それすらも、五体満足と言うには余りにも程遠い。
彼等を白と黒に託し、来た道を戻る。
沈黙は一層重く私達にのし掛かり、互いの表情を見るわけでも無い。
しかし、存在を感じ合う様に繋いだ手だけは決して離すことをしなかった。
「……ごめん、ね。
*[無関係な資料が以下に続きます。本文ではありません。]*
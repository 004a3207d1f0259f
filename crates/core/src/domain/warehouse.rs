use chrono::{DateTime, NaiveDate, Utc};
use serde::{Deserialize, Serialize};
use uuid::Uuid;

pub const EXPORT_FORMAT_VERSION: &str = "1";

/// Denormalized warehouse row: an extraction with its trade ideas embedded.
#[derive(Debug, Clone, PartialEq, Serialize, Deserialize)]
pub struct ResearchExtraction {
    pub id: Uuid,
    pub title: String,
    pub summary: String,
    pub date: NaiveDate,
    pub tags: Vec<String>,
    pub pros: Vec<String>,
    pub cons: Vec<String>,
    pub authors: Vec<String>,
    pub trade_ideas: Vec<EmbeddedTradeIdea>,
    pub trade_idea_count: i64,
    pub max_conviction: Option<i32>,
    pub refreshed_at: DateTime<Utc>,
}

#[derive(Debug, Clone, PartialEq, Serialize, Deserialize)]
pub struct EmbeddedTradeIdea {
    pub id: Uuid,
    pub recommendation: String,
    pub summary: String,
    pub conviction: i32,
    pub pros: Vec<String>,
    pub cons: Vec<String>,
}

#[derive(Debug, Clone, Serialize, Deserialize)]
pub struct ExportDump {
    pub exported_at: DateTime<Utc>,
    pub version: String,
    pub total: usize,
    pub extractions: Vec<ResearchExtraction>,
}

impl ExportDump {
    pub fn new(extractions: Vec<ResearchExtraction>) -> Self {
        Self {
            exported_at: Utc::now(),
            version: EXPORT_FORMAT_VERSION.to_string(),
            total: extractions.len(),
            extractions,
        }
    }
}
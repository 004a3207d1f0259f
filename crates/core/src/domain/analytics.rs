use crate::domain::extraction::{DataExtraction, ExtractionFilter};
use crate::domain::trade_idea::CONVICTION_RANGE;
use crate::domain::validation::ValidationErrors;
use chrono::NaiveDate;
use serde::{Deserialize, Serialize};

pub const DEFAULT_TOP_TAGS: i64 = 5;
pub const MAX_TOP_TAGS: i64 = 100;

#[derive(Debug, Clone, PartialEq, Eq, Serialize, Deserialize, sqlx::FromRow)]
pub struct TagCount {
    pub tag: String,
    pub count: i64,
}

#[derive(Debug, Clone, PartialEq, Eq, Serialize, Deserialize)]
pub struct ConvictionBucket {
    pub conviction: i32,
    pub count: i64,
}

#[derive(Debug, Clone, PartialEq, Eq, Serialize, Deserialize, sqlx::FromRow)]
pub struct LabelValue {
    pub label: String,
    pub value: i64,
}

pub fn top_n(limit: Option<i64>) -> Result<i64, ValidationErrors> {
    let limit = limit.unwrap_or(DEFAULT_TOP_TAGS);
    if !(1..=MAX_TOP_TAGS).contains(&limit) {
        return Err(ValidationErrors::single(
            "limit",
            format!("must be between 1 and {MAX_TOP_TAGS} (got {limit})"),
        ));
    }
    Ok(limit)
}

/// Expands sparse `(conviction, count)` rows into one bucket per conviction level.
pub fn fill_conviction_buckets(rows: &[(i32, i64)]) -> Vec<ConvictionBucket> {
    CONVICTION_RANGE
        .map(|conviction| ConvictionBucket {
            conviction,
            count: rows
                .iter()
                .filter(|(c, _)| *c == conviction)
                .map(|(_, n)| *n)
                .sum(),
        })
        .collect()
}

#[derive(Debug, Clone, Default, Deserialize)]
pub struct DashboardQuery {
    #[serde(default)]
    pub tags: Vec<String>,
    pub start_date: Option<NaiveDate>,
    pub end_date: Option<NaiveDate>,
}

impl DashboardQuery {
    pub fn into_filter(self) -> Result<ExtractionFilter, ValidationErrors> {
        ExtractionFilter::new(self.tags, self.start_date, self.end_date)
    }
}

#[derive(Debug, Clone, Serialize, Deserialize)]
pub struct DateRange {
    pub start: Option<NaiveDate>,
    pub end: Option<NaiveDate>,
}

#[derive(Debug, Clone, Serialize, Deserialize)]
pub struct Dashboard {
    pub total_extractions: i64,
    pub total_trade_ideas: i64,
    pub date_range: DateRange,
    pub tags_filter: Vec<String>,
    pub popular_tags: Vec<TagCount>,
    pub by_country: Vec<LabelValue>,
    pub by_sector: Vec<LabelValue>,
    pub results: Vec<DataExtraction>,
}
use axum::extract::rejection::{JsonRejection, PathRejection, QueryRejection};
use axum::extract::{Path, Query, State};
use axum::http::StatusCode;
use axum::Json;
use serde::Deserialize;
use uuid::Uuid;

use mockbq_core::domain::pagination::{Page, Pagination};
use mockbq_core::domain::trade_idea::{NewTradeIdea, TradeIdea, TradeIdeaFilter};
use mockbq_core::storage;

use crate::error::ApiError;
use crate::AppState;

#[derive(Debug, Deserialize)]
pub struct ListParams {
    data_extraction_id: Option<Uuid>,
    min_conviction: Option<i32>,
    limit: Option<i64>,
    offset: Option<i64>,
}

pub async fn list(
    State(state): State<AppState>,
    params: Result<Query<ListParams>, QueryRejection>,
) -> Result<Json<Page<TradeIdea>>, ApiError> {
    let pool = state.pool()?;
    let Query(params) = params?;

    let pagination = Pagination::new(params.limit, params.offset)?;
    let filter = TradeIdeaFilter::new(params.data_extraction_id, params.min_conviction)?;

    Ok(Json(storage::trade_ideas::list(pool, &filter, pagination).await?))
}

pub async fn create(
    State(state): State<AppState>,
    payload: Result<Json<NewTradeIdea>, JsonRejection>,
) -> Result<(StatusCode, Json<TradeIdea>), ApiError> {
    let pool = state.pool()?;
    let Json(payload) = payload?;
    let new = payload.validate()?;

    let created = storage::trade_ideas::insert(pool, &new).await?;
    tracing::info!(
        id = %created.id,
        data_extraction_id = %created.data_extraction_id,
        conviction = created.conviction,
        "trade idea created"
    );
    Ok((StatusCode::CREATED, Json(created)))
}

pub async fn get(
    State(state): State<AppState>,
    id: Result<Path<Uuid>, PathRejection>,
) -> Result<Json<TradeIdea>, ApiError> {
    let pool = state.pool()?;
    let Path(id) = id?;

    storage::trade_ideas::get(pool, id)
        .await?
        .map(Json)
        .ok_or_else(|| ApiError::not_found("trade idea", id))
}
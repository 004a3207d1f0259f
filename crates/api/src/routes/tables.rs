use axum::extract::rejection::JsonRejection;
use axum::extract::State;
use axum::Json;
use serde::Serialize;

use mockbq_core::domain::table::{
    CreateTableRequest, InsertOutcome, InsertRequest, QueryRequest, QueryResult, TableDefinition,
};
use mockbq_core::storage;

use crate::error::ApiError;
use crate::AppState;

#[derive(Debug, Serialize)]
pub struct TableCreated {
    status: &'static str,
    #[serde(flatten)]
    table: TableDefinition,
}

pub async fn create_table(
    State(state): State<AppState>,
    payload: Result<Json<CreateTableRequest>, JsonRejection>,
) -> Result<Json<TableCreated>, ApiError> {
    let pool = state.pool()?;
    let Json(payload) = payload?;
    let definition = payload.validate()?;

    storage::tables::create_table(pool, &definition).await?;
    Ok(Json(TableCreated {
        status: "created",
        table: definition,
    }))
}

pub async fn insert(
    State(state): State<AppState>,
    payload: Result<Json<InsertRequest>, JsonRejection>,
) -> Result<Json<InsertOutcome>, ApiError> {
    let pool = state.pool()?;
    let Json(payload) = payload?;
    let request = payload.validate()?;

    Ok(Json(storage::tables::insert_rows(pool, &request).await?))
}

pub async fn query(
    State(state): State<AppState>,
    payload: Result<Json<QueryRequest>, JsonRejection>,
) -> Result<Json<QueryResult>, ApiError> {
    let pool = state.pool()?;
    let Json(payload) = payload?;
    let request = payload.validate()?;

    tracing::debug!(sql = %request.sql, "running query");
    Ok(Json(storage::tables::run_query(pool, &request.sql).await?))
}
もっと早く来れなくて」
震えた声が、静寂に波紋を呼ぶ。
されど、死人に口無し。
どんな言葉を並べ立てても、それらが届く事はないし、応えが返って来る事もない。
朝の溌剌としていた自分がまるで別人の様にも思えて。
五条さんの元へ戻り、事後処理を頼み、日下部さんと共に帰路に着く頃には、この陰鬱とした気分が少しはマシになって居る事を願うばかりだった。
今でも時々思う事がある。
特に、同じ境遇に置かれた恵君と居るとその想いは一層強いものへと変わる。
私達は決して、恩を仇で返そうと思っている訳ではない。
己に出来る事があるのなら、迷わず私はこの身を差し出せる。
それだけの恩を、彼等から与えられた筈だ。
それなのに、欲張りになった心が。
あの頃より聡くなった思考が。
私に問いかける時がある。
ただ、地獄だった世界から、別の地獄に来ただけではないのかと。
あの日、自身の未来を担保にして手にした自由は果たして本当の自由だったのだろうかと。
それでも、私達はもう後には引けない。
何故なら、この道は。
私達が自ら選んだものに他ならなくて。
何に変えても守りたいと願う無二の人が、私達の苦悩の裏で平穏を享受して居るのだから。